Als die beiden Kund:innen im Anschluss mit männlicher Begleitung zurückkamen, hielt Leue dem Druck stand. „Er war schon stinkig und hat gefragt, was das soll.“ Der Apotheker ließ sich aber nicht aus der Ruhe bringen. „Ich lasse mich nicht unter Druck setzen“. Immerhin schränke er die Kund:innen nicht ein, da sie mit den gelben Heften überall Eintritt fänden. Er habe die Situation „ruhig und sachlich erklärt“ und auf Montag verwiesen. Bevor er sich nicht sicher sei, dass es sich um gefälschte Einträge handele, rufe er aber nicht die Polizei. „Da bin ich vorsichtig.“ Sicherheitshalber fertige er eine Kopie der Dokumente an und habe bestenfalls eine Zeug:in aus dem Team. Im Falle der beiden Frauen sei es tatsächlich so gewesen, dass die Einträge korrekt gewesen seien und sie am Montag ihre QR-Codes erhalten haben.

Mit der ersten Einschätzung, es handele sich um Fälschungen, lag Leue laut eigenem Bekunden auch bei anderen Fällen bereits falsch: Gerade bei Kund:innen mit Migrationshintergrund sei es bereits vorgekommen, dass die Namen in der Datenbank der Impfenden falsch geschrieben gewesen seien. Wegen eines Buchstabendrehers habe es bei der Prüfung geheißen, es liege keine Impfung vor. Erst nach weiterer Kontrolle sei aufgefallen, dass die Einträge im Heft korrekt gewesen seien.

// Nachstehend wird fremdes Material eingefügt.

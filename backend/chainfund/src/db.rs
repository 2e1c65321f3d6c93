//! Database layer: migrations and queries over `campaigns`, `donations`
//! and `users`.

use alloy_primitives::U256;
use async_trait::async_trait;
use sqlx::{sqlite::SqlitePoolOptions, SqlitePool};
use tracing::info;

use crate::errors::{AppError, Result};
use crate::models::{
    parse_eth, to_eth, Campaign, CampaignEdit, CampaignRow, Donation, DonationRow,
    DonationStatus, DonationWithCampaign, NewCampaign, User,
};
use crate::reconcile::CampaignStore;
use crate::status::CampaignStatus;

/// Establish a SQLite connection pool and run pending migrations.
pub async fn init_pool(database_url: &str) -> Result<SqlitePool> {
    let url = if database_url.starts_with("sqlite:") {
        database_url.to_string()
    } else {
        format!("sqlite:{database_url}")
    };
    // Create the file on first start.
    let url = if url.contains('?') || url.contains(":memory:") {
        url
    } else {
        format!("{url}?mode=rwc")
    };

    let pool = SqlitePoolOptions::new()
        .max_connections(5)
        .connect(&url)
        .await?;

    migrate(&pool).await?;
    Ok(pool)
}

pub async fn migrate(pool: &SqlitePool) -> Result<()> {
    sqlx::migrate!("./migrations").run(pool).await?;
    info!("Database migrations applied successfully");
    Ok(())
}

fn sum_amounts(rows: &[(String,)]) -> Result<U256> {
    rows.iter().try_fold(U256::ZERO, |acc, (raw,)| {
        parse_eth(raw)
            .map(|v| acc.saturating_add(v))
            .map_err(|_| AppError::Decode(format!("bad stored amount '{raw}'")))
    })
}

// ─────────────────────────────────────────────────────────
// Campaigns
// ─────────────────────────────────────────────────────────

const CAMPAIGN_COLUMNS: &str = "project_id, title, description, target_amount, raised_amount, \
     duration_days, image_url, owner_address, status, created_at, expires_at";

pub async fn insert_campaign(pool: &SqlitePool, c: &NewCampaign) -> Result<Campaign> {
    sqlx::query(
        r#"
        INSERT INTO campaigns
            (project_id, title, description, target_amount, raised_amount, duration_days,
             image_url, owner_address, status, created_at, expires_at)
        VALUES (?1, ?2, ?3, ?4, ?5, ?6, ?7, ?8, ?9, ?10, ?11)
        "#,
    )
    .bind(c.project_id)
    .bind(&c.title)
    .bind(&c.description)
    .bind(to_eth(c.target_amount))
    .bind(to_eth(U256::ZERO))
    .bind(c.duration_days)
    .bind(&c.image_url)
    .bind(&c.owner_address)
    .bind(CampaignStatus::Active.as_str())
    .bind(c.created_at)
    .bind(c.expires_at)
    .execute(pool)
    .await?;

    get_campaign(pool, c.project_id)
        .await?
        .ok_or_else(|| AppError::NotFound(format!("campaign {}", c.project_id)))
}

pub async fn get_campaign(pool: &SqlitePool, project_id: i64) -> Result<Option<Campaign>> {
    let row = sqlx::query_as::<_, CampaignRow>(&format!(
        "SELECT {CAMPAIGN_COLUMNS} FROM campaigns WHERE project_id = ?1"
    ))
    .bind(project_id)
    .fetch_optional(pool)
    .await?;
    row.map(Campaign::try_from).transpose()
}

/// All campaigns, newest first.
pub async fn list_campaigns(pool: &SqlitePool) -> Result<Vec<Campaign>> {
    let rows = sqlx::query_as::<_, CampaignRow>(&format!(
        "SELECT {CAMPAIGN_COLUMNS} FROM campaigns ORDER BY created_at DESC, project_id DESC"
    ))
    .fetch_all(pool)
    .await?;
    rows.into_iter().map(Campaign::try_from).collect()
}

/// Returns `false` when no row matched.
pub async fn update_campaign_status(
    pool: &SqlitePool,
    project_id: i64,
    status: CampaignStatus,
) -> Result<bool> {
    let rows = sqlx::query(
        "UPDATE campaigns SET status = ?1, updated_at = strftime('%s', 'now') WHERE project_id = ?2",
    )
    .bind(status.as_str())
    .bind(project_id)
    .execute(pool)
    .await?
    .rows_affected();
    Ok(rows > 0)
}

/// Apply the `Some` fields of `edit`.
pub async fn update_campaign_fields(
    pool: &SqlitePool,
    project_id: i64,
    edit: &CampaignEdit,
) -> Result<()> {
    sqlx::query(
        r#"
        UPDATE campaigns SET
            title         = COALESCE(?1, title),
            description   = COALESCE(?2, description),
            image_url     = COALESCE(?3, image_url),
            duration_days = COALESCE(?4, duration_days),
            expires_at    = COALESCE(?5, expires_at),
            updated_at    = strftime('%s', 'now')
        WHERE project_id = ?6
        "#,
    )
    .bind(&edit.title)
    .bind(&edit.description)
    .bind(&edit.image_url)
    .bind(edit.duration_days)
    .bind(edit.expires_at)
    .bind(project_id)
    .execute(pool)
    .await?;
    Ok(())
}

pub async fn set_raised_amount(pool: &SqlitePool, project_id: i64, raised: U256) -> Result<()> {
    sqlx::query(
        "UPDATE campaigns SET raised_amount = ?1, updated_at = strftime('%s', 'now') WHERE project_id = ?2",
    )
    .bind(to_eth(raised))
    .bind(project_id)
    .execute(pool)
    .await?;
    Ok(())
}

/// Increment the cached raised amount (used when the chain cannot be read).
pub async fn add_raised_amount(pool: &SqlitePool, project_id: i64, amount: U256) -> Result<U256> {
    let mut tx = pool.begin().await?;
    let row: Option<(String,)> =
        sqlx::query_as("SELECT raised_amount FROM campaigns WHERE project_id = ?1")
            .bind(project_id)
            .fetch_optional(&mut *tx)
            .await?;
    let current = match row {
        Some(row) => sum_amounts(&[row])?,
        None => return Err(AppError::NotFound(format!("campaign {project_id}"))),
    };
    let raised = current.saturating_add(amount);
    sqlx::query(
        "UPDATE campaigns SET raised_amount = ?1, updated_at = strftime('%s', 'now') WHERE project_id = ?2",
    )
    .bind(to_eth(raised))
    .bind(project_id)
    .execute(&mut *tx)
    .await?;
    tx.commit().await?;
    Ok(raised)
}

/// [`CampaignStore`] over the SQLite pool.
#[derive(Clone)]
pub struct SqliteStore {
    pool: SqlitePool,
}

impl SqliteStore {
    pub fn new(pool: SqlitePool) -> Self {
        Self { pool }
    }
}
// Author: Dustin Pilgrim
// License: MIT

//! Indentation-sensitive parser.
//!
//! There is no token pass: the parser reads characters straight from a
//! [`CharStream`] and builds pairs line by line. Indentation decides nesting,
//! delimiters decide whether a value or a block follows, and sigils handed to
//! the [`NodeFactory`] decide which kind of pair gets created.

use std::path::Path;

use tracing::{debug, trace};

use crate::ast::{
    CompileUnit, DelimiterKind, NodeId, Pair, PairKind, PairTree, ParameterPosition, Position,
    Span, TargetFormat, ValueKind,
};
use crate::diagnostics::{Diagnostic, ErrorCode, ErrorListener, ErrorOrigin};
use crate::error::{PaircError, StructuralFault};
use crate::stream::CharStream;

mod comment;
mod document;
mod factory;
mod name;
mod value;

pub use factory::{factory_for, JsonNodeFactory, NodeContext, NodeFactory, Sigil, XmlNodeFactory};
pub use name::NameToken;

/// Characters that end a bare name.
pub const NAME_BOUNDARIES: [char; 8] = ['=', ':', ',', '\'', '"', ')', '(', '\n'];

/// Position of the parser inside the current line.
#[derive(Debug, Clone, Copy, Default, PartialEq, Eq)]
pub enum SubState {
    #[default]
    Indent,
    PairDelimiter,
    Name,
    Delimiter,
    Value,
    /// Inside a multi-line string; indentation is measured against the
    /// string's opening column instead of the block.
    IndentMls,
}

/// Per-line state, reset at each physical line.
#[derive(Debug, Clone, Default)]
pub struct LineState {
    /// Indentation width in characters.
    pub width: usize,
    pub depth: usize,
    pub sub_state: SubState,
    pub chaining_started: bool,
    pub current_pair: Option<NodeId>,
    /// Inside an inline `( ... )` group.
    pub inline: bool,
}

impl LineState {
    /// The last pair's value is complete; only `,`, `)` or a comment may
    /// follow on the line.
    pub fn expects_separator(&self) -> bool {
        self.sub_state == SubState::Value
    }
}

#[derive(Debug, Clone, Copy, PartialEq, Eq)]
struct IndentUnit {
    ch: char,
    width: usize,
}

pub struct Parser<'a> {
    stream: CharStream,
    tree: &'a mut PairTree,
    listener: &'a mut dyn ErrorListener,
    factory: Box<dyn NodeFactory>,
    module: NodeId,
    file_index: usize,
    indent_unit: Option<IndentUnit>,
    /// `blocks[d]` receives the pairs of the next line at depth `d`.
    blocks: Vec<NodeId>,
    line: LineState,
}

/// Parses one input into a new module of `unit` and returns the module id.
///
/// Diagnostics go to `listener`; only fatal conditions are returned as errors.
pub fn parse_module(
    unit: &mut CompileUnit,
    file_name: &str,
    input: &str,
    format: TargetFormat,
    listener: &mut dyn ErrorListener,
) -> Result<NodeId, PaircError> {
    let module = unit.add_module(file_name, format);
    let stream = CharStream::new(file_name, input);
    let mut parser = Parser::new(stream, &mut unit.tree, module, factory_for(format), listener);
    debug!(file = file_name, format = format.as_str(), "parsing module");
    parser.parse()?;
    Ok(module)
}

impl<'a> Parser<'a> {
    pub fn new(
        stream: CharStream,
        tree: &'a mut PairTree,
        module: NodeId,
        factory: Box<dyn NodeFactory>,
        listener: &'a mut dyn ErrorListener,
    ) -> Self {
        let file_index = tree[module].file_index;
        Parser {
            stream,
            tree,
            listener,
            factory,
            module,
            file_index,
            indent_unit: None,
            blocks: vec![module],
            line: LineState::default(),
        }
    }

    pub fn parse(&mut self) -> Result<(), PaircError> {
        document::parse_module(self)
    }

    pub(crate) fn report(&mut self, code: ErrorCode, args: &[&str], span: Span) -> Result<(), PaircError> {
        trace!(code = code.as_str(), line = span.start.line, "parse diagnostic");
        let diagnostic = Diagnostic::new(
            code,
            args,
            self.stream.name(),
            self.file_index,
            span,
            ErrorOrigin::Parse,
        );
        self.listener.on_error(&diagnostic)
    }

    pub(crate) fn pos(&self) -> Position {
        self.stream.position()
    }

    pub(crate) fn peek(&self) -> Option<char> {
        self.stream.peek()
    }

    pub(crate) fn la(&self, i: isize) -> Option<char> {
        self.stream.la(i)
    }

    pub(crate) fn bump(&mut self) -> Option<char> {
        self.stream.consume().ok()
    }

    pub(crate) fn at_eol(&self) -> bool {
        matches!(self.peek(), None | Some('\n') | Some('\r'))
    }

    pub(crate) fn at_comment(&self) -> bool {
        match self.la(1) {
            Some(q @ ('\'' | '"')) => self.la(2) == Some(q) && self.la(3) == Some(q),
            _ => false,
        }
    }

    pub(crate) fn skip_blanks(&mut self) {
        while matches!(self.peek(), Some(' ') | Some('\t')) {
            self.bump();
        }
    }

    pub(crate) fn skip_to_eol(&mut self) {
        while !self.at_eol() {
            self.bump();
        }
    }

    pub(crate) fn consume_eol(&mut self) {
        if matches!(self.peek(), Some('\n') | Some('\r')) {
            self.bump();
        }
    }

    /// Width of the leading whitespace of the line after the current line
    /// break, and whether that line is blank. `None` when no line follows.
    pub(crate) fn peek_next_line(&self) -> Option<(usize, bool)> {
        let mut k = 1;
        if self.la(k) == Some('\r') {
            k += 1;
        }
        if self.la(k) == Some('\n') {
            k += 1;
        } else if k == 1 {
            return None;
        }
        let mut width = 0;
        while matches!(self.la(k), Some(' ') | Some('\t')) {
            width += 1;
            k += 1;
        }
        let blank = matches!(self.la(k), None | Some('\n') | Some('\r'));
        Some((width, blank))
    }

    pub(crate) fn create(&mut self, ctx: &NodeContext<'_>) -> NodeId {
        let pair = self.factory.create_pair(ctx, self.tree);
        self.tree.add(pair)
    }

    pub(crate) fn context<'n>(
        &self,
        sigil: Sigil,
        name: Option<&'n NameToken>,
        delimiter: DelimiterKind,
        span: Span,
        parent: NodeId,
    ) -> NodeContext<'n> {
        NodeContext {
            sigil,
            name,
            delimiter,
            span,
            parent,
            value_position: false,
            inline_argument: self.line.inline
                && matches!(self.tree[parent].kind, PairKind::Alias { .. }),
            file_name: self.stream.name().clone(),
            file_index: self.file_index,
        }
    }

    /// A detached element that absorbs content which has no valid parent.
    pub(crate) fn orphan(&mut self) -> NodeId {
        let pair = Pair::new(
            PairKind::Element,
            Span::point(self.pos()),
            self.stream.name().clone(),
            self.file_index,
        );
        self.tree.add(pair)
    }

    /// Appends `child` under `parent`, wrapping stray top-level content in the
    /// module's implicit document and translating append failures.
    pub(crate) fn attach(&mut self, parent: NodeId, child: NodeId) -> Result<(), PaircError> {
        let parent = self.redirect_top_level(parent, child)?;

        match self.tree.append_child(parent, child) {
            Ok(()) => {}
            Err(fault @ StructuralFault::NamespaceDefinitionOutOfOrder { .. }) => {
                return Err(fault.into());
            }
            Err(StructuralFault::ChildrenNotAllowed { kind, .. }) => {
                let name = self.tree[parent].qualified_name();
                let span = self.tree[child].span;
                self.report(ErrorCode::BlockIsNotExpected, &[kind, &name], span)?;
                let orphan = self.orphan();
                self.tree.append_child(orphan, child)?;
                return Ok(());
            }
        }

        if self.tree[child].delimiter.is_choice() {
            self.register_choice(child);
        }
        Ok(())
    }

    fn redirect_top_level(&mut self, parent: NodeId, child: NodeId) -> Result<NodeId, PaircError> {
        if parent != self.module {
            return Ok(parent);
        }
        match self.tree[child].kind {
            PairKind::Document { .. }
            | PairKind::AliasDefinition(_)
            | PairKind::NamespaceDefinition
            | PairKind::Comment => return Ok(parent),
            _ => {}
        }

        let existing = self.tree.children(self.module).iter().rev().copied().find(|c| {
            matches!(self.tree[*c].kind, PairKind::Document { implicit: true, .. })
        });
        if let Some(doc) = existing {
            return Ok(doc);
        }

        let stem = Path::new(&*self.tree[self.module].file_name)
            .file_stem()
            .and_then(|s| s.to_str())
            .unwrap_or("document")
            .to_string();
        let span = self.tree[child].span;
        let mut pair = Pair::new(
            PairKind::Document {
                choice_info: Default::default(),
                implicit: true,
            },
            span,
            self.stream.name().clone(),
            self.file_index,
        )
        .with_name(stem)
        .with_delimiter(DelimiterKind::Colon);
        pair.value_kind = ValueKind::Object;
        let doc = self.tree.add(pair);
        self.tree.append_child(self.module, doc)?;
        debug!(document = self.tree[doc].name_str(), "created implicit document");
        Ok(doc)
    }

    /// Mirrors a choice pair into its document's choice tree.
    fn register_choice(&mut self, choice: NodeId) {
        let Some(doc) = self.tree.enclosing_document(choice) else {
            return;
        };
        let enclosing = self
            .tree
            .ancestors(choice)
            .take_while(|a| *a != doc)
            .find(|a| self.tree[*a].delimiter.is_choice());
        if let PairKind::Document { choice_info, .. } = &mut self.tree[doc].kind {
            choice_info.insert(enclosing, choice);
        }
    }
}

#[cfg(test)]
mod tests;
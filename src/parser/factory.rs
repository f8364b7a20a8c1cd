// Author: Dustin Pilgrim
// License: MIT

use std::rc::Rc;

use once_cell::sync::Lazy;
use regex::Regex;

use super::name::NameToken;
use crate::ast::{
    AliasDefinitionInfo, ChoiceInfo, DelimiterKind, NodeId, Pair, PairKind, PairTree,
    ParameterPosition, Span, TargetFormat, ValueKind,
};

static NUMBER_RE: Lazy<Regex> = Lazy::new(|| {
    Regex::new(r"^-?(0|[1-9][0-9]*)(\.[0-9]+)?([eE][+-]?[0-9]+)?$").expect("valid number regex")
});

static BOOLEAN_RE: Lazy<Regex> =
    Lazy::new(|| Regex::new(r"^(true|false)$").expect("valid boolean regex"));

/// Prefix written before a pair name.
#[derive(Debug, Clone, Copy, PartialEq, Eq)]
pub enum Sigil {
    None,
    /// `!name`
    Document,
    /// `!$name`
    AliasDefinition,
    /// `!#prefix`
    NamespaceDefinition,
    /// `!%name`
    Parameter,
    /// `$name`
    Alias,
    /// `%name`: an argument or a parameter depending on where it appears.
    Percent,
    /// `#prefix` or `#prefix.name`
    Scope,
    /// `@name`
    Attribute,
}

impl Sigil {
    pub fn as_str(&self) -> &'static str {
        match self {
            Sigil::None => "",
            Sigil::Document => "!",
            Sigil::AliasDefinition => "!$",
            Sigil::NamespaceDefinition => "!#",
            Sigil::Parameter => "!%",
            Sigil::Alias => "$",
            Sigil::Percent => "%",
            Sigil::Scope => "#",
            Sigil::Attribute => "@",
        }
    }
}

/// Everything the parser knows about a pair when asking for a node.
#[derive(Debug, Clone)]
pub struct NodeContext<'a> {
    pub sigil: Sigil,
    pub name: Option<&'a NameToken>,
    pub delimiter: DelimiterKind,
    pub span: Span,
    /// Container the pair is parsed into. Value references get their owner.
    pub parent: NodeId,
    /// The pair is a reference in value position (`= $a`, `"..%p.."`).
    pub value_position: bool,
    /// The pair sits in the `( ... )` group right after an alias usage,
    /// as in `$point(x = 1)`.
    pub inline_argument: bool,
    pub file_name: Rc<str>,
    pub file_index: usize,
}

/// Turns sigils and names into typed pairs for one target format.
pub trait NodeFactory {
    fn create_pair(&self, ctx: &NodeContext<'_>, tree: &PairTree) -> Pair;

    /// Kind of an unquoted single-line value.
    fn open_value_kind(&self, text: &str) -> ValueKind;
}

pub fn factory_for(format: TargetFormat) -> Box<dyn NodeFactory> {
    match format {
        TargetFormat::Xml => Box::new(XmlNodeFactory),
        TargetFormat::Json => Box::new(JsonNodeFactory),
    }
}

#[derive(Debug, Default, Clone, Copy)]
pub struct XmlNodeFactory;

#[derive(Debug, Default, Clone, Copy)]
pub struct JsonNodeFactory;

impl NodeFactory for XmlNodeFactory {
    fn create_pair(&self, ctx: &NodeContext<'_>, tree: &PairTree) -> Pair {
        if let Some(kind) = shared_kind(ctx, tree) {
            return base_pair(ctx, kind, name_text(ctx));
        }

        let kind = match ctx.sigil {
            Sigil::NamespaceDefinition => PairKind::NamespaceDefinition,
            Sigil::Scope => PairKind::Scope,
            Sigil::Attribute => PairKind::Attribute,
            _ => PairKind::Element,
        };

        if kind == PairKind::NamespaceDefinition {
            return base_pair(ctx, kind, name_text(ctx));
        }

        let (prefix, local) = match ctx.name {
            Some(token) if token.quoted.is_none() => split_prefixed(&token.text),
            Some(token) => (None, Some(token.text.clone())),
            None => (None, None),
        };

        if kind == PairKind::Scope {
            // `#p` names only the prefix; `#p.local` also names an element.
            let (prefix, local) = match (prefix, local) {
                (Some(p), local) => (Some(p), local),
                (None, local) => (local, None),
            };
            let mut pair = base_pair(ctx, kind, local);
            pair.ns_prefix = prefix;
            return pair;
        }

        let mut pair = base_pair(ctx, kind, local);
        pair.ns_prefix = prefix;
        pair
    }

    fn open_value_kind(&self, _text: &str) -> ValueKind {
        ValueKind::OpenString
    }
}

impl NodeFactory for JsonNodeFactory {
    fn create_pair(&self, ctx: &NodeContext<'_>, tree: &PairTree) -> Pair {
        if let Some(kind) = shared_kind(ctx, tree) {
            return base_pair(ctx, kind, name_text(ctx));
        }

        // JSON has no namespaces or attributes: keep the sigil in the name.
        let name = match ctx.sigil {
            Sigil::NamespaceDefinition | Sigil::Scope | Sigil::Attribute => Some(format!(
                "{}{}",
                ctx.sigil.as_str(),
                ctx.name.map(|n| n.text.as_str()).unwrap_or("")
            )),
            _ => name_text(ctx),
        };
        base_pair(ctx, PairKind::Element, name)
    }

    fn open_value_kind(&self, text: &str) -> ValueKind {
        if text == "null" {
            ValueKind::Null
        } else if BOOLEAN_RE.is_match(text) {
            ValueKind::Boolean
        } else if NUMBER_RE.is_match(text) {
            ValueKind::Number
        } else {
            ValueKind::OpenString
        }
    }
}

/// Kinds that mean the same thing in every target format.
fn shared_kind(ctx: &NodeContext<'_>, tree: &PairTree) -> Option<PairKind> {
    let kind = match ctx.sigil {
        Sigil::Document => PairKind::Document {
            choice_info: ChoiceInfo::root(),
            implicit: false,
        },
        Sigil::AliasDefinition => PairKind::AliasDefinition(AliasDefinitionInfo::default()),
        Sigil::Parameter => PairKind::Parameter {
            bound_alias_definition: None,
            position: ParameterPosition::Block,
        },
        Sigil::Alias => PairKind::Alias {
            resolved_definition: None,
        },
        Sigil::Percent => percent_kind(ctx, tree),
        Sigil::None if ctx.inline_argument && ctx.name.is_some() => PairKind::Argument,
        _ => return None,
    };
    Some(kind)
}

/// `%name` is an argument when given to an alias and a parameter when used
/// inside an alias definition. Anywhere else it is an argument, which the
/// resolver reports as misplaced.
fn percent_kind(ctx: &NodeContext<'_>, tree: &PairTree) -> PairKind {
    let parameter = |position| PairKind::Parameter {
        bound_alias_definition: None,
        position,
    };

    if ctx.value_position {
        return parameter(ParameterPosition::Value);
    }
    let parent = &tree[ctx.parent];
    if matches!(parent.kind, PairKind::Alias { .. }) {
        return PairKind::Argument;
    }
    if parent.kind.is_alias_definition() || tree.enclosing_alias_definition(ctx.parent).is_some() {
        return parameter(ParameterPosition::Block);
    }
    PairKind::Argument
}

fn name_text(ctx: &NodeContext<'_>) -> Option<String> {
    ctx.name.map(|n| n.text.clone()).filter(|n| !n.is_empty())
}

/// Splits `prefix.local` on the first dot when both sides are non-empty.
fn split_prefixed(text: &str) -> (Option<String>, Option<String>) {
    match text.split_once('.') {
        Some((prefix, local)) if !prefix.is_empty() && !local.is_empty() => {
            (Some(prefix.to_string()), Some(local.to_string()))
        }
        _ if text.is_empty() => (None, None),
        _ => (None, Some(text.to_string())),
    }
}

fn base_pair(ctx: &NodeContext<'_>, kind: PairKind, name: Option<String>) -> Pair {
    let mut pair = Pair::new(kind, ctx.span, ctx.file_name.clone(), ctx.file_index)
        .with_delimiter(ctx.delimiter);
    pair.name = name;
    if let Some(token) = ctx.name {
        pair.name_span = token.span;
    }
    pair.value_kind = match ctx.delimiter {
        DelimiterKind::Colon | DelimiterKind::DoubleColon => ValueKind::Object,
        DelimiterKind::ColonEqual => ValueKind::Concatenation,
        DelimiterKind::EqualColon => ValueKind::LiteralChoice,
        _ => ValueKind::None,
    };
    pair
}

Generell reagierten die Kund:innen „einsichtig“ auf Zweifel und eine Prüfung, sagt Leue. Einmal sei die Polizei wegen eines Fälschungsverdachts in die Apotheke gekommen und habe die Kundin „von der Ansprache her heftig angegangen“, so Leue. Dieses Verhalten kritisiert der Apotheker, da bis dahin noch nichts bewiesen gewesen sei. „Wir wollen niemanden bloßstellen.“ Später habe sich auch in diesem Fall tatsächlich herausgestellt, dass der Eintrag korrekt gewesen sei. „Die Kundin hat uns dafür gelobt, dass wir genau hinsehen und prüfen.“ Das Verhalten der Beamten sei jedoch nicht in Ordnung gewesen.

Auch in einer Apotheke in Iserlohn wurde am Montag eine Frau nach Rücksprache mit dem Impfhersteller mit einem gefälschten Eintrag erwischt. Einer Angestellten sei aufgefallen, dass mit dem Chargenaufkleber etwas nicht stimmte, so die Polizei. Sie fand heraus, dass diese Chargennummer nicht vergeben worden sei. „Als sie ihren digitalen Impfnachweis abholen wollte, wurde sie durch die eingesetzten Beamten auf die Fälschung angesprochen. Sie gab zu, nicht geimpft zu sein und einen gefälschten Impfausweis vorgelegt zu haben.“ Auch bei Leue in der Neumarkt Apotheke gaben Kund:innen bereits zu, gefälschte Impfpässe im Darknet eingekauft zu haben.